The petroleum industry applied to the federal government for permission to explore these remote federal lands in 1959, before the government had begun regulating such exploration. The immediate result was delay. But in 1960, the Diefenbaker government passed regulations, then granted exploration permits for 16 million hectares of northern land. These permits granted mineral rights to companies in exchange for work requirements.

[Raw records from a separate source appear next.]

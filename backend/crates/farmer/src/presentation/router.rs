//! Farmer Router

use crate::application::config::FarmerConfig;
use crate::application::online::OnlineCache;
use crate::domain::repository::{AuditRepository, FarmerRepository};
use crate::domain::services::{CapacityModel, LinearCapacityModel};
use crate::infra::postgres::PgFarmerRepository;
use crate::presentation::handlers::{self, FarmerAppState};
use auth::AuthenticationGate;
use axum::{Router, routing::get};
use kernel::clock::{Clock, SystemClock};
use std::sync::Arc;

/// Create the farmer router with PostgreSQL repository
pub fn farmer_router(
    repo: PgFarmerRepository,
    config: FarmerConfig,
    gate: AuthenticationGate,
) -> Router {
    farmer_router_generic(repo, config, gate)
}

/// Create a generic farmer router for any repository implementation
pub fn farmer_router_generic<R>(repo: R, config: FarmerConfig, gate: AuthenticationGate) -> Router
where
    R: FarmerRepository + AuditRepository + Clone + Send + Sync + 'static,
{
    farmer_router_with(
        repo,
        config,
        gate,
        Arc::new(SystemClock),
        Arc::new(LinearCapacityModel::V1),
    )
}

/// Create a farmer router with an explicit clock and capacity model
pub fn farmer_router_with<R>(
    repo: R,
    config: FarmerConfig,
    gate: AuthenticationGate,
    clock: Arc<dyn Clock>,
    capacity_model: Arc<dyn CapacityModel>,
) -> Router
where
    R: FarmerRepository + AuditRepository + Clone + Send + Sync + 'static,
{
    let state = FarmerAppState {
        repo: Arc::new(repo),
        config: Arc::new(config),
        gate,
        clock,
        capacity_model,
        online_cache: Arc::new(OnlineCache::new()),
    };

    Router::new()
        .route("/address", get(handlers::server_address::<R>))
        .route("/register/{address}", get(handlers::register::<R>))
        .route(
            "/register/{address}/{payout}",
            get(handlers::register_with_payout::<R>),
        )
        .route("/ping/{address}", get(handlers::ping::<R>))
        .route("/height/{address}/{height}", get(handlers::set_height::<R>))
        .route(
            "/audit/{address}/{height}/{response_hash}",
            get(handlers::record_audit::<R>),
        )
        .route("/online", get(handlers::online::<R>))
        .route("/online/json", get(handlers::online_json::<R>))
        .route("/total", get(handlers::total::<R>))
        .with_state(state)
}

The first well in the Arctic Islands was the Winter Harbour #1 well on Melville Island, drilled in the winter of 1961-62. The operator was Dome Petroleum. Equipment and supplies for drilling and for the 35-man camp came in by ship from Montreal. But this well was dry, as were two others drilled over the next two years on Cornwallis and Bathurst islands. But all three wells were technical successes. There was no doubt now that high Arctic drilling was possible.

Although these pioneering wells were milestones in frontier development, between 1964 and 1967 exploration in the far north largely stopped. Arctic exploration was proving to be extremely expensive and risky, and exploration prospects in less remote areas of the world were more attractive than in the Canadian north. For example, the Mitsue, Nipisi and Rainbow plays kept many investors in Alberta. Outside the country, offshore California and the North Sea were strong magnets for petroleum investment.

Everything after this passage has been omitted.